TASK TO CARRY OUT: Collect from the data below each line with "ProgramListParams".

** SOURCE DATA follows **

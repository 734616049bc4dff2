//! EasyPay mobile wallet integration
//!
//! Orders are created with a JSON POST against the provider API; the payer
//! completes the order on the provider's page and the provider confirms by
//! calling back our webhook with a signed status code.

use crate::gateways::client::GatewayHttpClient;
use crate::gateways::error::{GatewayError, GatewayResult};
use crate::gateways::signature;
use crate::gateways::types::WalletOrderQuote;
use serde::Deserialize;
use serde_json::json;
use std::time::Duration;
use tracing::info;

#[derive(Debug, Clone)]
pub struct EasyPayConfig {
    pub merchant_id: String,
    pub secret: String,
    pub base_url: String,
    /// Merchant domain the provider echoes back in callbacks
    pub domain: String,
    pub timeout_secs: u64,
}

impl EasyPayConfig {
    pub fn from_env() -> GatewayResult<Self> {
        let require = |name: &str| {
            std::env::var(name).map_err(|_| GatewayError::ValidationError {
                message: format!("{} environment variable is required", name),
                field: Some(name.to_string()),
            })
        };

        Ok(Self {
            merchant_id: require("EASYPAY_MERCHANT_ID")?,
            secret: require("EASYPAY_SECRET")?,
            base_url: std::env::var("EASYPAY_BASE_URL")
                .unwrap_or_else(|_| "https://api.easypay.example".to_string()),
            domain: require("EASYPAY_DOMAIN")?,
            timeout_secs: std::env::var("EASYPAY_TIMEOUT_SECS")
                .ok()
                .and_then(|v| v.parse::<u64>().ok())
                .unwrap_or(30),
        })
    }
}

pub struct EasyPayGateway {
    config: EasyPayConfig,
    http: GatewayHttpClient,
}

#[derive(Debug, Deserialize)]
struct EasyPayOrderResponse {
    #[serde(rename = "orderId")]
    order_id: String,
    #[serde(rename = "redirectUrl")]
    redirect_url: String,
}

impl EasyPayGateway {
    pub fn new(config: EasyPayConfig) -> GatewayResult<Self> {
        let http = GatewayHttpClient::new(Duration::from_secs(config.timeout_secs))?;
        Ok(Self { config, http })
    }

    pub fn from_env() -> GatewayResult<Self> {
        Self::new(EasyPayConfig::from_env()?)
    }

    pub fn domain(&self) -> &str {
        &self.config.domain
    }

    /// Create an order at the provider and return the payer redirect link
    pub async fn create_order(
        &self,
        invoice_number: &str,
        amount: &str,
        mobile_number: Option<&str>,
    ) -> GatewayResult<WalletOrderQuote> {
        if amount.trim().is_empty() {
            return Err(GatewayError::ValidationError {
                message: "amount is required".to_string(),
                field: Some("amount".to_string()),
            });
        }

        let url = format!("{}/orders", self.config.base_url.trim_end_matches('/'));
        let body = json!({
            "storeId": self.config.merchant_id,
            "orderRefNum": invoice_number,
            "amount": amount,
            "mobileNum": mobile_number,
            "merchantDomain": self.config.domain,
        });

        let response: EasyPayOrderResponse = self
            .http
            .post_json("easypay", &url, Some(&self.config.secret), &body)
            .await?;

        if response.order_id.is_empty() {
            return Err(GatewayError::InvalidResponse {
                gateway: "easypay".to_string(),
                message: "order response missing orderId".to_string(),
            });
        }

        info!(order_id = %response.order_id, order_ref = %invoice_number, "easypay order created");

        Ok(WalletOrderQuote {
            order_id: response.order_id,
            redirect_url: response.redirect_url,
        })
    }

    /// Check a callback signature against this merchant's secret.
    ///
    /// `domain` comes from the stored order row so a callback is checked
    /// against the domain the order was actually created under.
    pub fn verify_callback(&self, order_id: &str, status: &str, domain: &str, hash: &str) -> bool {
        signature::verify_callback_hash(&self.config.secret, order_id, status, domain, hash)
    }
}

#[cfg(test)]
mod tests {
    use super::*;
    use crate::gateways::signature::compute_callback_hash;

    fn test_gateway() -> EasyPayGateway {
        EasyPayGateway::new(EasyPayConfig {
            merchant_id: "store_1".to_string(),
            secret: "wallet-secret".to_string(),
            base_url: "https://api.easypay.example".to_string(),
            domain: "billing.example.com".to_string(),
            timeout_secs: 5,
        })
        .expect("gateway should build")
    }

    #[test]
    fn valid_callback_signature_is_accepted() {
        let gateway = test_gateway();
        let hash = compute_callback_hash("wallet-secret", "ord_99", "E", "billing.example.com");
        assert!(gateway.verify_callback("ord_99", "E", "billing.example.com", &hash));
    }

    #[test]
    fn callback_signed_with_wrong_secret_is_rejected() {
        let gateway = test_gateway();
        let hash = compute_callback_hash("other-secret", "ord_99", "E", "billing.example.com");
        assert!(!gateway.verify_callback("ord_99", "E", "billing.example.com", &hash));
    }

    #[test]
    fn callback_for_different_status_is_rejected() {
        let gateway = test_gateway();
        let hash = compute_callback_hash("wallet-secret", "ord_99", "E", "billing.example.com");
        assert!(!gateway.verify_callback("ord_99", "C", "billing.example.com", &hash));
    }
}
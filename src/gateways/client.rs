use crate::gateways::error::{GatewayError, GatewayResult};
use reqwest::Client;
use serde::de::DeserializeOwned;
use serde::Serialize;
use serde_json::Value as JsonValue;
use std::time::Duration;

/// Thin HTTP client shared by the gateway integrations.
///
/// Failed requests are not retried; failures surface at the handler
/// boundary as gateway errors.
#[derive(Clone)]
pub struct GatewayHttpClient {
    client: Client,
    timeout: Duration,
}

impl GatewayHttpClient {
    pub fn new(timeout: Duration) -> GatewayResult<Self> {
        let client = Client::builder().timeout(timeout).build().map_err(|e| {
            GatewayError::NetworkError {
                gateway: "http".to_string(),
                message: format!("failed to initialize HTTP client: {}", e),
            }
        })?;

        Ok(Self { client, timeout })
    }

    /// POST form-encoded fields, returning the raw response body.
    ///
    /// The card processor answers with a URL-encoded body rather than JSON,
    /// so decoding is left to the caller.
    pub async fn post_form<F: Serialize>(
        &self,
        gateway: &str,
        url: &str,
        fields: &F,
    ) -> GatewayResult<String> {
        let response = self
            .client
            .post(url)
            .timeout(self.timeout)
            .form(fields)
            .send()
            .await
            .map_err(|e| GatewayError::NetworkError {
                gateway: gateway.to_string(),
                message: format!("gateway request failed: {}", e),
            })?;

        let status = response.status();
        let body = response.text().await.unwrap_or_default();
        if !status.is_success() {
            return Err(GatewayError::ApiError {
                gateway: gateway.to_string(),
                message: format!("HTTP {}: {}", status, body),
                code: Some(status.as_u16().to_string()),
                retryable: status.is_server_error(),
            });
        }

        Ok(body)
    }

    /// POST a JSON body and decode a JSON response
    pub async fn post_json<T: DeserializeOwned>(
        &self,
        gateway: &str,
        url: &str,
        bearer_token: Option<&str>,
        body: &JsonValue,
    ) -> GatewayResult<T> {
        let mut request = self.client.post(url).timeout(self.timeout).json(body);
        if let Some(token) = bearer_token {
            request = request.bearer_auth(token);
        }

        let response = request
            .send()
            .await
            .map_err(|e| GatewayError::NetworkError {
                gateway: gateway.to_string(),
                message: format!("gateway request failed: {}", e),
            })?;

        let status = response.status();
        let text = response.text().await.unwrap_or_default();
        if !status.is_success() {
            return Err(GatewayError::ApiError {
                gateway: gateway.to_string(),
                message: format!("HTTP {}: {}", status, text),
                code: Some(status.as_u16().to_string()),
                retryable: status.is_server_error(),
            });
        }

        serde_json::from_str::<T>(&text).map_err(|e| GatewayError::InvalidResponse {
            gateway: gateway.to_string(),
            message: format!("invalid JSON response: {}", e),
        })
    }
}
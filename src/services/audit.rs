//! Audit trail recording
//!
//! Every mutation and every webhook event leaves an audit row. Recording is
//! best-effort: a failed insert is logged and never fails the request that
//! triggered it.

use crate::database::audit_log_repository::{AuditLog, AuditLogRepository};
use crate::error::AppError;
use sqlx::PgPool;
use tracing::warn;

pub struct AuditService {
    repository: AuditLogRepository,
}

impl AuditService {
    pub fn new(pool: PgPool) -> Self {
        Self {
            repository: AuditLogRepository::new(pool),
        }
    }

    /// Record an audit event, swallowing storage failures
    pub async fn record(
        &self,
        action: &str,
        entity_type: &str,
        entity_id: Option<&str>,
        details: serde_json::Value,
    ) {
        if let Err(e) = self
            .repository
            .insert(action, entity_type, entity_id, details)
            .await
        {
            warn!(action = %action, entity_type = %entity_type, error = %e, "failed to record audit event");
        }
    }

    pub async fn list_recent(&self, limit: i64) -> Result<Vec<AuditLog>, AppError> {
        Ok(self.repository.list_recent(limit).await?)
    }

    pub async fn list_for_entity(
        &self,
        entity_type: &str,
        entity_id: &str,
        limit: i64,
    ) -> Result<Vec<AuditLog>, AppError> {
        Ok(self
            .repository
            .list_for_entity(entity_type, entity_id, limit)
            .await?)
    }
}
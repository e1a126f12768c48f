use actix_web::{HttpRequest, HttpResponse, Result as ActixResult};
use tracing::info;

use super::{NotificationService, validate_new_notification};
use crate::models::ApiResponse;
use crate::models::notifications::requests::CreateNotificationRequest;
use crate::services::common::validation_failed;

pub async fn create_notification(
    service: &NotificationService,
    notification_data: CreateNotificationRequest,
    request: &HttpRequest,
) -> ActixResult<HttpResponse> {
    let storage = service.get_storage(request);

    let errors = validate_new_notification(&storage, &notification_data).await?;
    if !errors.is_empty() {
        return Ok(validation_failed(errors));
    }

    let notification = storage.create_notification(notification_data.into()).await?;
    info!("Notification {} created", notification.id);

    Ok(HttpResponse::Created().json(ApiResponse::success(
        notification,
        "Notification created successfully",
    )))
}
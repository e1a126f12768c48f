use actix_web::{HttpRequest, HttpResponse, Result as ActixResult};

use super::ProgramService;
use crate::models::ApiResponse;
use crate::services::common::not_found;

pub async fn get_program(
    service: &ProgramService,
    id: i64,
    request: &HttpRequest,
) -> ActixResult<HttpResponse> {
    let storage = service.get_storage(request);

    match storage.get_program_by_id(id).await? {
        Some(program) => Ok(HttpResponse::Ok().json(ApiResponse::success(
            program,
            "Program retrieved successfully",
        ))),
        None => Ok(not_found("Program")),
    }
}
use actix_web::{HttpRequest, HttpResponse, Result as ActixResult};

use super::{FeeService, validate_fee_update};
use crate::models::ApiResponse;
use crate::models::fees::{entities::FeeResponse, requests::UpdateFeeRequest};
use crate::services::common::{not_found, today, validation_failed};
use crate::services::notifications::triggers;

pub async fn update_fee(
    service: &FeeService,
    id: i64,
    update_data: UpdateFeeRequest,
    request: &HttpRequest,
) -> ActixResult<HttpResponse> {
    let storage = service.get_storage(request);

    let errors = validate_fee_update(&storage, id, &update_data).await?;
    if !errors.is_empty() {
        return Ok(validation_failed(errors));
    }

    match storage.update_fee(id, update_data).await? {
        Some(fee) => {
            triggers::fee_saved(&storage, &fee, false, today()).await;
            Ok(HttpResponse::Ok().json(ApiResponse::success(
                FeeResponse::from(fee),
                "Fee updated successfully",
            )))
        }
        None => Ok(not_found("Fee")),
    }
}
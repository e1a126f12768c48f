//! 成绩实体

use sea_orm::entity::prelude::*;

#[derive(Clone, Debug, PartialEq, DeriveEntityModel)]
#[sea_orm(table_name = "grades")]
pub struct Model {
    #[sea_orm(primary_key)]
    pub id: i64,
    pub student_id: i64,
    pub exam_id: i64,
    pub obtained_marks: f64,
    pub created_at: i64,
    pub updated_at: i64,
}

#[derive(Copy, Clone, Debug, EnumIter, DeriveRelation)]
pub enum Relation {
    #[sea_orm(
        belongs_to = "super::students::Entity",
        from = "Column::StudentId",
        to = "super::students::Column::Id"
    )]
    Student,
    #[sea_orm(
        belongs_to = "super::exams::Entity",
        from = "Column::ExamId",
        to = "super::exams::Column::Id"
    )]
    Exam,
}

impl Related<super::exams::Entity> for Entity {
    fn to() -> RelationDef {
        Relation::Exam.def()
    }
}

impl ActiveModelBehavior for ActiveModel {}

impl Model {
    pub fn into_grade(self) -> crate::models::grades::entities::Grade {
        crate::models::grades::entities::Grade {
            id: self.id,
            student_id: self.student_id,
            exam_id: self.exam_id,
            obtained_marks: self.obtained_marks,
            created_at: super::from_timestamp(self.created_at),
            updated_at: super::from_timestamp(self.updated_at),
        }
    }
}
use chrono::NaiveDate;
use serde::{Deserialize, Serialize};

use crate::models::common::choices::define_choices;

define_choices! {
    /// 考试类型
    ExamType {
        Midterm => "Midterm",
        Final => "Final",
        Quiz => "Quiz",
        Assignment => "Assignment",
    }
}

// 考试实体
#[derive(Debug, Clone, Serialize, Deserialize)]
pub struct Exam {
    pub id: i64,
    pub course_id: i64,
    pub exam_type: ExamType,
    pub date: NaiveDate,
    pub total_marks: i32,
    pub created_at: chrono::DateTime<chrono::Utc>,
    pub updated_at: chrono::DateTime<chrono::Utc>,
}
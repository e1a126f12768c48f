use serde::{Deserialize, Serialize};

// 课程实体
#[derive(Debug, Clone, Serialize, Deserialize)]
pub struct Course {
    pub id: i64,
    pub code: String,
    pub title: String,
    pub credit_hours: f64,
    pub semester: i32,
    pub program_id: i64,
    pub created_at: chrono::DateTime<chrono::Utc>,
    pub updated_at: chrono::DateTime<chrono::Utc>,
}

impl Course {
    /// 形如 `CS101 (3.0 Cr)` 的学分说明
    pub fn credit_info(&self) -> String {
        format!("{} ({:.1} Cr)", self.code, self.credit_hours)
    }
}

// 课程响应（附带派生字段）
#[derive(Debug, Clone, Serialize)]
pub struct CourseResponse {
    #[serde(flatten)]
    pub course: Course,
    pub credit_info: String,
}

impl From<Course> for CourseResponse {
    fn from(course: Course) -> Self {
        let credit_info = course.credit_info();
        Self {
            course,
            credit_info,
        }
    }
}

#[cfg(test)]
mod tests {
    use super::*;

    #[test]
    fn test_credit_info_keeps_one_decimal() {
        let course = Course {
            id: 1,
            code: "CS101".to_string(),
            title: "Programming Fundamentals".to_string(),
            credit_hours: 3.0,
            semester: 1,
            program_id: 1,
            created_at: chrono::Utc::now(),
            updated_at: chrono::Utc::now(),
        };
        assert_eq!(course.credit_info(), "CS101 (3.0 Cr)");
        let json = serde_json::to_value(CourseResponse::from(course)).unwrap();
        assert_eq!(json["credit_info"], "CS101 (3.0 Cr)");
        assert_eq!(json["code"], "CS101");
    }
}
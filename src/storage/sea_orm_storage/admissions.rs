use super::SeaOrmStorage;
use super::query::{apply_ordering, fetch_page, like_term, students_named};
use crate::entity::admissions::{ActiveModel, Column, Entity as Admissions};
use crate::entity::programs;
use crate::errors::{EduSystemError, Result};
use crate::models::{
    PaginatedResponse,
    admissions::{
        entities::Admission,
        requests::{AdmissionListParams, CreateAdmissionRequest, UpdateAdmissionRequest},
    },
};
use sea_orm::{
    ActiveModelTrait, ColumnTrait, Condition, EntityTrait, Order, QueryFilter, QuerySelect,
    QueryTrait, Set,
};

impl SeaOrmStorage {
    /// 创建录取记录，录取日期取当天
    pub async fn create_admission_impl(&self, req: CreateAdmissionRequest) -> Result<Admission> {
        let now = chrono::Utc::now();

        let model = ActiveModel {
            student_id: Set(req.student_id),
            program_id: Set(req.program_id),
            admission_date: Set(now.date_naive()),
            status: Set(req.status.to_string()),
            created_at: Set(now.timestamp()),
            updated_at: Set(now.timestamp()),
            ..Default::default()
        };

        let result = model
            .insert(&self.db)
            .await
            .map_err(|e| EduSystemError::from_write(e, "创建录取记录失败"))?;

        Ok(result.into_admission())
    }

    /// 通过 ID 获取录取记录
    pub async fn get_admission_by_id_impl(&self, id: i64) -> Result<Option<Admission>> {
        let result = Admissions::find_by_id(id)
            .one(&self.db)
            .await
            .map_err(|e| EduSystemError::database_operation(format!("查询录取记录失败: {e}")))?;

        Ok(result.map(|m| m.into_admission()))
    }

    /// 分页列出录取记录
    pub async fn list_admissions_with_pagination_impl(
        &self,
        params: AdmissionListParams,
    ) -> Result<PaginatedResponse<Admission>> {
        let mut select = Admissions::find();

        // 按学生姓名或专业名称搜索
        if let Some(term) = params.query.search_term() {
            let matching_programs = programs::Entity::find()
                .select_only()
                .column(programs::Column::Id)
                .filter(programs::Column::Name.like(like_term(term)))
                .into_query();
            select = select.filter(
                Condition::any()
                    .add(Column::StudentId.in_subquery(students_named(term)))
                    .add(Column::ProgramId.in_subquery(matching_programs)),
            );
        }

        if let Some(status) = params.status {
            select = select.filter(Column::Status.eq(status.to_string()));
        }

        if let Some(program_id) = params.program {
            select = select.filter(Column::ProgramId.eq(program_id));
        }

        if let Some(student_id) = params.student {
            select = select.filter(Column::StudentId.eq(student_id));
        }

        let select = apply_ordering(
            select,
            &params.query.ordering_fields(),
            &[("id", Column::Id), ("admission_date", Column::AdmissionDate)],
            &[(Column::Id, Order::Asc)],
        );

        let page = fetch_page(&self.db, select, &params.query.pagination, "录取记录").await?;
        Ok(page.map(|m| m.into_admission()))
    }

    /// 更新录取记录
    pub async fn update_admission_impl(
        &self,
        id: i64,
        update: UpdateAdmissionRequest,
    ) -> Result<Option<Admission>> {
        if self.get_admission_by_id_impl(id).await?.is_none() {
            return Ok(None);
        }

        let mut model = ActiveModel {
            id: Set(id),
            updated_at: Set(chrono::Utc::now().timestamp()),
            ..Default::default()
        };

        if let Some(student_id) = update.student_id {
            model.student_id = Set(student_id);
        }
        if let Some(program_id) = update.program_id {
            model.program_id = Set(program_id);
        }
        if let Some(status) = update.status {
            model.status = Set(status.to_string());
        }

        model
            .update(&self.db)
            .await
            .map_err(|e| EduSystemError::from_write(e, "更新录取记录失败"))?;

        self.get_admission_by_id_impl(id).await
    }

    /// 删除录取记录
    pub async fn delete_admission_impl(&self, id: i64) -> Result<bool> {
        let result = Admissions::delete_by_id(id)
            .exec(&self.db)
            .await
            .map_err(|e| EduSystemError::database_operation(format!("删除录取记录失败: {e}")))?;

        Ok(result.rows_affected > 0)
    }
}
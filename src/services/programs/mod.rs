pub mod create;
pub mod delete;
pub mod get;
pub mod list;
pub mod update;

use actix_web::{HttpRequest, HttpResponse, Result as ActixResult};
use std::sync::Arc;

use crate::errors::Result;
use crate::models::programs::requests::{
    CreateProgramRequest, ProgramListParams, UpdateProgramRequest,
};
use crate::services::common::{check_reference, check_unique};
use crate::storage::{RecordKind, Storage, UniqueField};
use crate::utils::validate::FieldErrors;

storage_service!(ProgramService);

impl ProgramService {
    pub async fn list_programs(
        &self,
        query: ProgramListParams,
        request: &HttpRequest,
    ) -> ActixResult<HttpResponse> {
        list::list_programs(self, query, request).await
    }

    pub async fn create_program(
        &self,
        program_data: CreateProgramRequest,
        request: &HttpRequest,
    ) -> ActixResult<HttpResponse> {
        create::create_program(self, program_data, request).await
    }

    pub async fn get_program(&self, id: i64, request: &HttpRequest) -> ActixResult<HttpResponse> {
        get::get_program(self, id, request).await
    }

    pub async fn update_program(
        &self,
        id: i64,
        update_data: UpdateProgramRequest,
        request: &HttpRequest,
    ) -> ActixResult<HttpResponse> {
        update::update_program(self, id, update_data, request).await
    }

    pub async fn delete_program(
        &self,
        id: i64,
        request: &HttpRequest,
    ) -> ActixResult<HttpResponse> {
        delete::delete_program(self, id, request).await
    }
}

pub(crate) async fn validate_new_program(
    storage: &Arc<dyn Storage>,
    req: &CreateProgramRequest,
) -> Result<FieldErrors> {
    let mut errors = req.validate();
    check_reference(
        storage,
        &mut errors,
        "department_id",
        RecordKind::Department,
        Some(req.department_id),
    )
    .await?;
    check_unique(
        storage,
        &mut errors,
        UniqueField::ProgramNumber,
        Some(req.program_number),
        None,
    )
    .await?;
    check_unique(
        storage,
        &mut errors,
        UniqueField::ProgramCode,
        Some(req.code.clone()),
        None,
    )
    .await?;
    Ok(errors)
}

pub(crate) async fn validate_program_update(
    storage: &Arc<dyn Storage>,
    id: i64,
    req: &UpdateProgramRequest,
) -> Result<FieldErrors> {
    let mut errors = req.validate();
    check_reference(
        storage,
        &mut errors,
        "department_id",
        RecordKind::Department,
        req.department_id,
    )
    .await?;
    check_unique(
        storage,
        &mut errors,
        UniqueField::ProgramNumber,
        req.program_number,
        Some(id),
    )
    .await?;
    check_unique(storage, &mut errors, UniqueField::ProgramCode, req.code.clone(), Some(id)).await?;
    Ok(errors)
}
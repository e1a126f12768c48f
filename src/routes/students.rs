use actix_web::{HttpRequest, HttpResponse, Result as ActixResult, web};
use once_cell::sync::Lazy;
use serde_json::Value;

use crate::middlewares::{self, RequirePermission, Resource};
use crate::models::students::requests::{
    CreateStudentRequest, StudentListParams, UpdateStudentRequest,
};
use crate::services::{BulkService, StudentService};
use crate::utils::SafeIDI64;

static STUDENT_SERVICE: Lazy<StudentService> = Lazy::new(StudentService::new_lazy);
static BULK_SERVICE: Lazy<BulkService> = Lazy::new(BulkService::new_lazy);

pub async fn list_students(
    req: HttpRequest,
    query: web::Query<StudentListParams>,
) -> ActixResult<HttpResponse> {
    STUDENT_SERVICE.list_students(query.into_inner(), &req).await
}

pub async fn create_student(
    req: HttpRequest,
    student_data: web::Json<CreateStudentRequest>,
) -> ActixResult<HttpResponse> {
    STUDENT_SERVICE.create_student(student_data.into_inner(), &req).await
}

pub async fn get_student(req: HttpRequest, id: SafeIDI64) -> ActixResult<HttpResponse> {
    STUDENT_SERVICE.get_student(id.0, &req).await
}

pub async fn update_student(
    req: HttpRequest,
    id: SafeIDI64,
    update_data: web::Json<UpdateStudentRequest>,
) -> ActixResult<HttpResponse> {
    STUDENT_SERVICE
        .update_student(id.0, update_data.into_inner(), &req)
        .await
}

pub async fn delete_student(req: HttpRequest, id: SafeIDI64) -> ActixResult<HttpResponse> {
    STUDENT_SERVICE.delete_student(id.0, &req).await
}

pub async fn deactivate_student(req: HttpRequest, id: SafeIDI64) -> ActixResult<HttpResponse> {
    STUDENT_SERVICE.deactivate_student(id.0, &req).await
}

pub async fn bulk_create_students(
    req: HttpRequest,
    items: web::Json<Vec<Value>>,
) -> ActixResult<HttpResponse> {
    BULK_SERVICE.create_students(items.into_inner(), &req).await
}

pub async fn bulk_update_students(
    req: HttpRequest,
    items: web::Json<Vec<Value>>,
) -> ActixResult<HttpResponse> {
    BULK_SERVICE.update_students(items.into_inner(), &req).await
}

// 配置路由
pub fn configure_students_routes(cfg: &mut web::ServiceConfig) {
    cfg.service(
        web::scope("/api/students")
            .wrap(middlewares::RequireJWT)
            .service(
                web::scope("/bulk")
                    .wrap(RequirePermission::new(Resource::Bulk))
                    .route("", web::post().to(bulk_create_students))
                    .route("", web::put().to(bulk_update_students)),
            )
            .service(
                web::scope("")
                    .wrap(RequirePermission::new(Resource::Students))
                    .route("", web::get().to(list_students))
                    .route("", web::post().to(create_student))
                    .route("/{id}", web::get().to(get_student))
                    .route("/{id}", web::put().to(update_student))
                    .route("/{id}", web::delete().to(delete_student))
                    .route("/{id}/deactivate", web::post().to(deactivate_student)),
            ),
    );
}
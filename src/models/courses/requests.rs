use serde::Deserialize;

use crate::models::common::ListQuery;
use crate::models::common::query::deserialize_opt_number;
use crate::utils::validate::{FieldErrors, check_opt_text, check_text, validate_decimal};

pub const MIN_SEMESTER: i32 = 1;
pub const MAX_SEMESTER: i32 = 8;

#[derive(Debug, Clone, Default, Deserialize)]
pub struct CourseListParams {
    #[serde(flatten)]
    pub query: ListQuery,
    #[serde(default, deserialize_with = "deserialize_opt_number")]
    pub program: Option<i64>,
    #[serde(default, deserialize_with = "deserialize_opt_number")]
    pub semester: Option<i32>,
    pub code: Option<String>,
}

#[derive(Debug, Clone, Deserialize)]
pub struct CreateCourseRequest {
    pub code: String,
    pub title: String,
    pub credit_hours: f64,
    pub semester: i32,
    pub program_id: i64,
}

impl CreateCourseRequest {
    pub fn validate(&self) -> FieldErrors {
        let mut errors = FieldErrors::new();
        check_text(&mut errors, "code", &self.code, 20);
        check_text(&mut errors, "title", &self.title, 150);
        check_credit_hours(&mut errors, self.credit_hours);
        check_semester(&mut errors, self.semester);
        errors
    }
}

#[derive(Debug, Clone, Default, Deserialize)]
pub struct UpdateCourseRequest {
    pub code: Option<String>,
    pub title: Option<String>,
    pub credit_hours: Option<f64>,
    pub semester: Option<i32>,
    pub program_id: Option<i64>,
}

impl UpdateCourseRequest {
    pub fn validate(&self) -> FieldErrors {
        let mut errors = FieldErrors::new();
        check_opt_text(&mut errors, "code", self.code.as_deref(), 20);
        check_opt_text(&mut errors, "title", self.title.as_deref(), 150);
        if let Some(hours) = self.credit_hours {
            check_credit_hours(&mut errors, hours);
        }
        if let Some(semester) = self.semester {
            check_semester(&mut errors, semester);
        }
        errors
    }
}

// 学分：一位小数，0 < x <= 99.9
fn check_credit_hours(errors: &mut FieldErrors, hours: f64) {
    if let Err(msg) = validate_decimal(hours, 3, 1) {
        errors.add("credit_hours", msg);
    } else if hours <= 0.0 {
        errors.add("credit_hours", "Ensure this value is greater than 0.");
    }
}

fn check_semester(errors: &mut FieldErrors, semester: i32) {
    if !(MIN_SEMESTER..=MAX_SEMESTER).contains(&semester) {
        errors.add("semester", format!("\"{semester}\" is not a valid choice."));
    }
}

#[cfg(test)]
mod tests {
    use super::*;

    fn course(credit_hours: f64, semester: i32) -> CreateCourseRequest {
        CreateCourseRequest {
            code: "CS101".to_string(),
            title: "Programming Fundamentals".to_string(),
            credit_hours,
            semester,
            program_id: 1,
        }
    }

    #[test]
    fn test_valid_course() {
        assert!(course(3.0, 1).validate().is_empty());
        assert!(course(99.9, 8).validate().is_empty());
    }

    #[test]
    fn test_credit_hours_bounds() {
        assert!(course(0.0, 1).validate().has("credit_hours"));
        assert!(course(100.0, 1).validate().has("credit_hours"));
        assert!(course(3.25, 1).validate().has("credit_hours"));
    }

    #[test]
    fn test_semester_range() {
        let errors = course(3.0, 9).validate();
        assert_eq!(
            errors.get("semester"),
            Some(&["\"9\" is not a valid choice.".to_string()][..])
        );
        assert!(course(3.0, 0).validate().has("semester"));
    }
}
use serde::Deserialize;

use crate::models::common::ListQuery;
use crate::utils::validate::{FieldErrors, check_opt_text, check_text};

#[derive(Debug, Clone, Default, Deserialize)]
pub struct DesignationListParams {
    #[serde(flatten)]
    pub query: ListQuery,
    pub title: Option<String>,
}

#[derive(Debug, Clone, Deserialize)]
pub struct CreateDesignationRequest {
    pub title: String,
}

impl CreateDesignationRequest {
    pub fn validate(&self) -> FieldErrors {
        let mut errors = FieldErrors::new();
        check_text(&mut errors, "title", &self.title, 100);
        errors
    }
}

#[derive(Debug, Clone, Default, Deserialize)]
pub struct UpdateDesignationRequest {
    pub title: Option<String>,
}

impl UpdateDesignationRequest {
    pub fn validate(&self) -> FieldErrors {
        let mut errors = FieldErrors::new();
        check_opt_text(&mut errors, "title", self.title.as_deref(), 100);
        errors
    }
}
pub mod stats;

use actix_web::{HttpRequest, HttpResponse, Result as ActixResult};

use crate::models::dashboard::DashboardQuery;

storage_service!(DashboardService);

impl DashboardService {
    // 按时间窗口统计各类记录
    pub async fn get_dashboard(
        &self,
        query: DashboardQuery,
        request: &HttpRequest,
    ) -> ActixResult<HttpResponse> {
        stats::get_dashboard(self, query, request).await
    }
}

** End of SOURCE DATA **

RESULT FOR THIS EXERCISE:
    CreateProgramRequest, ProgramListParams, UpdateProgramRequest,
        query: ProgramListParams,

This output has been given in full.